Since DiCaprio is playing a Western TV star, it would make sense that he's friendly with George Spahn, and therefore familiar with Spahn's lover, Fromme. Other girls trickled in and out of Spahn's main house on the property, but Fromme was his constant companion, and thus the only one important enough to cast with a name actress. It's possible, then, that our only glimpse at the Family will be via DiCaprio's interactions with the two of them. Perhaps the murders and the other main players will all be off-screen. (Fromme did not participate in the Tate murders, but later served prison time for attempting to assassinate President Gerald Ford.)

Other Details

We also know that the film was originally meant to come out August 9, 2019 – the 50th anniversary of the Tate murders. After that decision drew ire, Sony moved it up two weeks to July 26. For some, that tasteless decision was further compounded by Sharon Tate's sister, Debra Tate, who publicly denounced the film and its release date.

But Tate has since changed her mind, after Tarantino personally contacted her and told her the plot of the film. In July, she told People: "I'm pleased he reached out. I thought it showed a lot of class and sensitivity to move up the release date. He has done nothing but respect me and be very forthcoming. I have very high hopes for this project."

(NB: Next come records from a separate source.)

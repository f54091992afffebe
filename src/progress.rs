use std::io::{self, Write};
use std::time::Instant;

/// Human-facing progress channel for CLI runs. Writes to stderr so stdout
/// stays reserved for the final job report. Disabled in service embeddings
/// and in tests.
pub struct ConsoleProgress {
    enabled: bool,
    t0: Instant,
}

impl ConsoleProgress {
    pub fn new(enabled: bool) -> Self {
        Self {
            enabled,
            t0: Instant::now(),
        }
    }

    pub fn disabled() -> Self {
        Self::new(false)
    }

    pub fn info(&self, msg: impl AsRef<str>) {
        if !self.enabled {
            return;
        }
        let ts = fmt_elapsed(self.t0.elapsed().as_secs_f64());
        let mut stderr = io::stderr().lock();
        let _ = writeln!(stderr, "[{ts}] {}", msg.as_ref());
    }

    /// Announces a pipeline stage transition.
    pub fn stage(&self, label: &str) {
        self.info(format!("stage: {label}"));
    }

    pub fn progress(&self, label: &str, current: usize, total: usize) {
        if !self.enabled {
            return;
        }
        let total = total.max(1);
        let current = current.min(total);
        let pct = (current as f64 / total as f64) * 100.0;
        let ts = fmt_elapsed(self.t0.elapsed().as_secs_f64());
        let mut stderr = io::stderr().lock();
        let _ = writeln!(stderr, "[{ts}] {label} {current}/{total} ({pct:5.1}%)");
    }

    /// Final one-line summary of a finished job.
    pub fn summary(&self, status: &str, tm_applied: usize, ai_applied: usize, total: usize) {
        if !self.enabled {
            return;
        }
        let ts = fmt_elapsed(self.t0.elapsed().as_secs_f64());
        let mut stderr = io::stderr().lock();
        let _ = writeln!(
            stderr,
            "[{ts}] {status}: {total} segments ({tm_applied} from TM, {ai_applied} from AI)"
        );
    }
}

fn fmt_elapsed(seconds: f64) -> String {
    let seconds = seconds.max(0.0) as u64;
    let h = seconds / 3600;
    let m = (seconds % 3600) / 60;
    let s = seconds % 60;
    if h > 0 {
        format!("{h:02}:{m:02}:{s:02}")
    } else {
        format!("{m:02}:{s:02}")
    }
}

#[cfg(test)]
mod tests {
    use super::*;

    #[test]
    fn elapsed_formats_minutes_and_hours() {
        assert_eq!(fmt_elapsed(0.0), "00:00");
        assert_eq!(fmt_elapsed(75.0), "01:15");
        assert_eq!(fmt_elapsed(3725.0), "01:02:05");
    }
}
use once_cell::sync::Lazy;
use regex::Regex;

static WS_RE: Lazy<Regex> = Lazy::new(|| Regex::new(r"\s+").expect("ws"));
static TOKEN_RE: Lazy<Regex> = Lazy::new(|| Regex::new(r"[\p{L}\p{N}]+").expect("token"));

/// Shortest shared stem accepted by the suffix-tolerant token match.
const MIN_STEM_CHARS: usize = 4;

pub fn compact_ws(text: &str) -> String {
    WS_RE.replace_all(text.trim(), " ").into_owned()
}

/// Lowercase word tokens (letters and digits), in document order.
#[must_use]
pub fn tokens_lower(text: &str) -> Vec<String> {
    TOKEN_RE
        .find_iter(text)
        .map(|m| m.as_str().to_lowercase())
        .collect()
}

/// Whether two lowercase tokens name the same word, tolerating short
/// inflection suffixes (case endings, plurals) on either side. `max_suffix`
/// of 0 demands exact equality.
#[must_use]
pub fn token_matches(a: &str, b: &str, max_suffix: usize) -> bool {
    if a == b {
        return true;
    }
    if max_suffix == 0 {
        return false;
    }
    let mut common = 0usize;
    let mut ia = a.chars();
    let mut ib = b.chars();
    loop {
        match (ia.next(), ib.next()) {
            (Some(ca), Some(cb)) if ca == cb => common += 1,
            _ => break,
        }
    }
    if common < MIN_STEM_CHARS {
        return false;
    }
    let rest_a = a.chars().count() - common;
    let rest_b = b.chars().count() - common;
    rest_a <= max_suffix && rest_b <= max_suffix
}

/// Whether `term_tokens` occurs as a consecutive run inside `text_tokens`,
/// comparing token-by-token with [`token_matches`].
#[must_use]
pub fn term_occurs(text_tokens: &[String], term_tokens: &[String], max_suffix: usize) -> bool {
    if term_tokens.is_empty() || text_tokens.len() < term_tokens.len() {
        return false;
    }
    'outer: for start in 0..=(text_tokens.len() - term_tokens.len()) {
        for (offset, term_tok) in term_tokens.iter().enumerate() {
            if !token_matches(&text_tokens[start + offset], term_tok, max_suffix) {
                continue 'outer;
            }
        }
        return true;
    }
    false
}

pub fn truncate_chars(text: &str, max_chars: usize) -> String {
    if text.chars().count() <= max_chars {
        return text.to_string();
    }
    let mut out: String = text.chars().take(max_chars).collect();
    out.push('…');
    out
}

#[cfg(test)]
mod tests {
    use super::*;

    #[test]
    fn compact_ws_collapses_runs() {
        assert_eq!(compact_ws("  a \t b\n\nc  "), "a b c");
    }

    #[test]
    fn tokens_are_lowercased_words() {
        assert_eq!(
            tokens_lower("Reconstruction of the 110kV Substation."),
            vec!["reconstruction", "of", "the", "110kv", "substation"]
        );
    }

    #[test]
    fn token_match_exact_and_suffix() {
        assert!(token_matches("substation", "substation", 0));
        assert!(token_matches("substations", "substation", 3));
        assert!(token_matches("кабеля", "кабель", 3));
        assert!(token_matches("реконструкции", "реконструкция", 3));

        // Short words never stem-match: the shared prefix is too small.
        assert!(!token_matches("car", "cat", 3));
        assert!(!token_matches("кабель", "substation", 3));
    }

    #[test]
    fn multiword_terms_match_consecutively() {
        let text = tokens_lower("Plans for the power substation upgrades were approved");
        assert!(term_occurs(&text, &tokens_lower("power substation"), 3));
        assert!(term_occurs(&text, &tokens_lower("substation upgrade"), 3));
        assert!(!term_occurs(&text, &tokens_lower("power upgrades"), 3));
        assert!(!term_occurs(&text, &tokens_lower("cable"), 3));
    }
}
impl GlossaryTerm {
    pub fn new(
        source_term: impl Into<String>,
        target_term: impl Into<String>,
        source_locale: impl Into<String>,
        target_locale: impl Into<String>,
    ) -> Self {
        Self {
            id: 0,
            source_term: source_term.into(),
            target_term: target_term.into(),
            source_locale: source_locale.into(),
            target_locale: target_locale.into(),
            forbidden: false,
            context_rules: None,
            project_id: None,
            embedding: None,
            notes: None,
        }
    }

    pub fn forbidden(mut self) -> Self {
        self.forbidden = true;
        self
    }

    pub fn with_rules(mut self, rules: ContextRules) -> Self {
        self.context_rules = Some(rules);
        self
    }

    pub fn with_project(mut self, project_id: impl Into<String>) -> Self {
        self.project_id = Some(project_id.into());
        self
    }

    pub fn with_embedding(mut self, embedding: Vec<f32>) -> Self {
        self.embedding = Some(embedding);
        self
    }

    pub fn with_notes(mut self, notes: impl Into<String>) -> Self {
        self.notes = Some(notes.into());
        self
    }
}

/// How a term's locale pair relates to the lookup scope. A reversed term
/// applies with source and target swapped.
#[derive(Debug, Clone, Copy, PartialEq, Eq)]
pub enum TermDirection {
    Direct,
    Reversed,
}

/// Terminology store, same shape and persistence model as the TM corpus.
pub struct GlossaryStore {
    terms: RwLock<Vec<GlossaryTerm>>,
    next_id: AtomicU64,
    persist_path: Option<PathBuf>,
}

impl Default for GlossaryStore {
    fn default() -> Self {
        Self::new()
    }
}

impl GlossaryStore {
    pub fn new() -> Self {
        Self {
            terms: RwLock::new(Vec::new()),
            next_id: AtomicU64::new(1),
            persist_path: None,
        }
    }

    pub fn with_persistence(path: impl Into<PathBuf>) -> Result<Self> {
        let path = path.into();
        let mut store = Self::new();
        if path.exists() {
            let raw = std::fs::read_to_string(&path)?;
            let terms: Vec<GlossaryTerm> = serde_json::from_str(&raw).map_err(|e| {
                PipelineError::Persistence(format!("glossary file {}: {e}", path.display()))
            })?;
            let max_id = terms.iter().map(|t| t.id).max().unwrap_or(0);
            store.next_id = AtomicU64::new(max_id + 1);
            store.terms = RwLock::new(terms);
        }
        store.persist_path = Some(path);
        Ok(store)
    }

    pub fn insert(&self, mut term: GlossaryTerm) -> u64 {
        let id = self.next_id.fetch_add(1, AtomicOrdering::SeqCst);
        term.id = id;
        self.terms.write().push(term);
        id
    }

    /// Updates the translation of an existing direct term under the same
    /// scope, or records a new one.
    pub fn upsert(
        &self,
        source_term: &str,
        target_term: &str,
        scope: &CorpusScope,
        forbidden: bool,
        notes: Option<String>,
    ) -> u64 {
        {
            let mut terms = self.terms.write();
            if let Some(term) = terms.iter_mut().find(|t| {
                t.source_term.eq_ignore_ascii_case(source_term)
                    && t.source_locale == scope.source_locale
                    && t.target_locale == scope.target_locale
                    && t.project_id == scope.project_id
            }) {
                term.target_term = target_term.to_string();
                term.forbidden = forbidden;
                if notes.is_some() {
                    term.notes = notes;
                }
                return term.id;
            }
        }
        let mut term = GlossaryTerm::new(
            source_term,
            target_term,
            scope.source_locale.clone(),
            scope.target_locale.clone(),
        );
        term.project_id = scope.project_id.clone();
        term.forbidden = forbidden;
        term.notes = notes;
        self.insert(term)
    }

    /// Visits terms whose locale pair matches the scope directly or
    /// reversed. Project terms stay inside their project, like TM units.
    pub fn for_each_in_pair(
        &self,
        scope: &CorpusScope,
        mut f: impl FnMut(&GlossaryTerm, TermDirection),
    ) {
        for term in self.terms.read().iter() {
            if term.project_id.is_some() && term.project_id != scope.project_id {
                continue;
            }
            if term.source_locale == scope.source_locale
                && term.target_locale == scope.target_locale
            {
                f(term, TermDirection::Direct);
            } else if term.source_locale == scope.target_locale
                && term.target_locale == scope.source_locale
            {
                f(term, TermDirection::Reversed);
            }
        }
    }

    /// Most recently added terms for the scope, newest first.
    pub fn recent_for_scope(
        &self,
        scope: &CorpusScope,
        limit: usize,
    ) -> Vec<(GlossaryTerm, TermDirection)> {
        let mut out = Vec::new();
        self.for_each_in_pair(scope, |term, direction| {
            out.push((term.clone(), direction));
        });
        out.sort_by(|a, b| b.0.id.cmp(&a.0.id));
        out.truncate(limit);
        out
    }

    pub fn get(&self, id: u64) -> Option<GlossaryTerm> {
        self.terms.read().iter().find(|t| t.id == id).cloned()
    }

    pub fn missing_embeddings(&self, limit: usize) -> Vec<(u64, String)> {
        self.terms
            .read()
            .iter()
            .filter(|t| t.embedding.is_none())
            .take(limit)
            .map(|t| (t.id, t.source_term.clone()))
            .collect()
    }

    pub fn set_embedding(&self, id: u64, embedding: Vec<f32>) -> Result<()> {
        let mut terms = self.terms.write();
        match terms.iter_mut().find(|t| t.id == id) {
            Some(term) => {
                term.embedding = Some(embedding);
                Ok(())
            }
            None => Err(PipelineError::Validation(format!(
                "no glossary term with id {id}"
            ))),
        }
    }

    pub fn len(&self) -> usize {
        self.terms.read().len()
    }

    pub fn is_empty(&self) -> bool {
        self.len() == 0
    }

    pub fn save(&self) -> Result<()> {
        let Some(path) = &self.persist_path else {
            return Ok(());
        };
        let terms = self.terms.read();
        let json = serde_json::to_string_pretty(&*terms)
            .map_err(|e| PipelineError::Persistence(format!("serialize glossary: {e}")))?;
        std::fs::write(path, json)?;
        Ok(())
    }
}

#[derive(Debug, Clone, Serialize, Deserialize)]
pub struct GlossaryFilterConfig {
    /// Candidates kept from vector recall before the literal filter.
    pub recall_limit: usize,
    /// Cosine floor for recall, 0..=1.
    pub min_similarity: f32,
    /// Recent terms considered when vector recall is unavailable.
    pub fallback_recent: usize,
    /// Inflection suffix length tolerated by the occurrence check.
    pub max_suffix_len: usize,
}

impl Default for GlossaryFilterConfig {
    fn default() -> Self {
        Self {
            recall_limit: 50,
            min_similarity: 0.6,
            fallback_recent: 200,
            max_suffix_len: 3,
        }
    }
}

/// A term confirmed to occur in the text at hand, oriented for the scope.
#[derive(Debug, Clone, Serialize)]
pub struct RelevantTerm {
    pub term: String,
    pub translation: String,
    pub forbidden: bool,
    pub notes: Option<String>,
}

/// Two-stage glossary lookup: broad vector recall, then a literal occurrence
/// and context-rule filter. Never fails; a broken embedding path only widens
/// stage one to the most recent terms.
pub struct GlossaryFilter {
    store: Arc<GlossaryStore>,
    embedder: Option<Arc<dyn EmbeddingGenerator>>,
    cfg: GlossaryFilterConfig,
}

On August 3, Debra Tate followed up those comments in two tweets, where she confirmed her enthusiasm about the project, adding: "People think they know what this movie is. They don't." She also noted that Tarantino let her read the script.

Tate, who has spent her life since Sharon's death advocating for victim's rights and vehemently protesting the Family's various parole hearings, added that protecting her sister's legacy is her most important role, and that Tarantino shared her commitment.

That enthusiastic support from the victim's only surviving family member should alleviate some of the initial concerns about Tarantino's project. For what it's worth, I have studied and written about Tate's legacy for years, and have always had a positive perception about Tarantino's film. This is, to my recollection, the first major project about the murders to make Sharon Tate a character; not just a body on the floor, not just a statistic, not just a pretty face in the periphery. A character. Seeing her driving that coupe with those sunglasses, or standing firmly in a miniskirt and high boots, the agent of a story that won't just maim her, but will also understand her, has me beside myself.

There's a lot about Once Upon a Time in Hollywood that excites me, but knowing it's going to give Sharon – the person – a platform of any kind is too much for words. Let's hope the rest of the film matches that height.